Hasan is 11 years old. He loves cricket, pomegranates, the night sky, his clever, vibrant artistic mother and his etymologically obsessed lawyer father, and he adores his next-door neighbour Zehra.
One early summer morning, while lazing happily on the roof, Hasan watches a young boy flying a yellow kite fall to his death. Soon after, Hasan's idyllic, sheltered family life is shattered when his beloved uncle Salman, a dissenting politician, is arrested and charged with treason.

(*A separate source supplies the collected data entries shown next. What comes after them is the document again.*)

//! Session state machine.
//!
//! `Disconnected -> Connecting -> Initializing -> Ready -> Closed`, with handshake
//! failures falling back to `Disconnected`. `Closed` is terminal. Every state
//! change of a session goes through [`StateMachine`].

use crate::error::Error;
use std::fmt;
use std::time::Duration;
use tokio::time::Instant;

#[derive(Debug, Clone, Copy, PartialEq, Eq)]
pub enum ConnectionState {
    Disconnected,
    Connecting,
    Initializing,
    Ready,
    Closed,
}

impl fmt::Display for ConnectionState {
    fn fmt(&self, f: &mut fmt::Formatter<'_>) -> fmt::Result {
        fmt::Debug::fmt(self, f)
    }
}

#[derive(Debug)]
pub struct StateMachine {
    state: ConnectionState,
    last_activity: Option<Instant>,
    expires_in: Option<Duration>,
}

impl StateMachine {
    pub fn new(expires_in: Option<Duration>) -> Self {
        Self {
            state: ConnectionState::Disconnected,
            last_activity: None,
            expires_in,
        }
    }

    pub fn state(&self) -> ConnectionState {
        self.state
    }

    pub fn last_activity(&self) -> Option<Instant> {
        self.last_activity
    }

    /// `Disconnected -> Connecting`.
    pub fn begin_connect(&mut self) -> Result<(), Error> {
        match self.state {
            ConnectionState::Disconnected => {
                self.state = ConnectionState::Connecting;
                Ok(())
            }
            ConnectionState::Closed => Err(Error::Closed),
            other => Err(Error::InvalidState(other)),
        }
    }

    /// `Connecting -> Initializing`, once the transport reports `connected`.
    pub fn transport_connected(&mut self) -> Result<(), Error> {
        self.advance(ConnectionState::Connecting, ConnectionState::Initializing)
    }

    /// `Initializing -> Ready`; stamps the activity clock.
    pub fn mark_ready(&mut self, now: Instant) -> Result<(), Error> {
        self.advance(ConnectionState::Initializing, ConnectionState::Ready)?;
        self.last_activity = Some(now);
        Ok(())
    }

    /// Handshake failure path back to `Disconnected`. A closed session stays closed.
    pub fn handshake_failed(&mut self) {
        if matches!(
            self.state,
            ConnectionState::Connecting | ConnectionState::Initializing
        ) {
            self.state = ConnectionState::Disconnected;
        }
    }

    /// Forces `Closed`. Returns `true` only for the call that performed the transition.
    pub fn close(&mut self) -> bool {
        let was_open = self.state != ConnectionState::Closed;
        self.state = ConnectionState::Closed;
        was_open
    }

    /// Refreshes the activity clock after a successful send.
    pub fn touch(&mut self, now: Instant) {
        if self.state == ConnectionState::Ready {
            self.last_activity = Some(now);
        }
    }

    /// Advisory expiry; never changes the state by itself.
    pub fn is_expired_at(&self, now: Instant) -> bool {
        let (Some(limit), Some(last)) = (self.expires_in, self.last_activity) else {
            return false;
        };
        now.saturating_duration_since(last) > limit
    }

    pub fn is_sendable_at(&self, now: Instant) -> bool {
        self.state == ConnectionState::Ready && !self.is_expired_at(now)
    }

    fn advance(&mut self, from: ConnectionState, to: ConnectionState) -> Result<(), Error> {
        match self.state {
            state if state == from => {
                self.state = to;
                Ok(())
            }
            ConnectionState::Closed => Err(Error::Closed),
            other => Err(Error::InvalidState(other)),
        }
    }
}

Set in a land ruled by an oppressive military regime, this eloquent, charming and quietly political novel vividly recreates the confusing world of a young boy on the edge of adulthood, and beautifully illustrates the transformative power of the imagination.
Kamila Shamsie was born in 1973 in Pakistan. She is the author of five novels: In the City by the Sea, Kartography (both shortlisted for the John Llewellyn Rhys Prize), Salt and Saffron, Broken Verses, and Burnt Shadows (shortlisted for the 2009 Orange Prize). In 1999 she received the Prime Minister's Award for Literature and in 2004 the Patras Bokhari Award - both awarded by the Pakistan Academy of Letters. Kamila Shamsie lives in London.
"A colourful and peripatetic view of politics in Pakistan... an interesting and promising novel" (Guardian)
"A touching and engrossing story... an assured debut" (The Times)
"Full of fun, longing and wit... a debut of spirit and imagination, loaded with intelligent charm" (Ali Smith, Scotsman)
"A touching and engrossing story... an assured debut." (The Times)
"Full of fun, longing, and wit...a debut of spirit and imagination, loaded with intelligent charm." (Ali Smith, Scotsman)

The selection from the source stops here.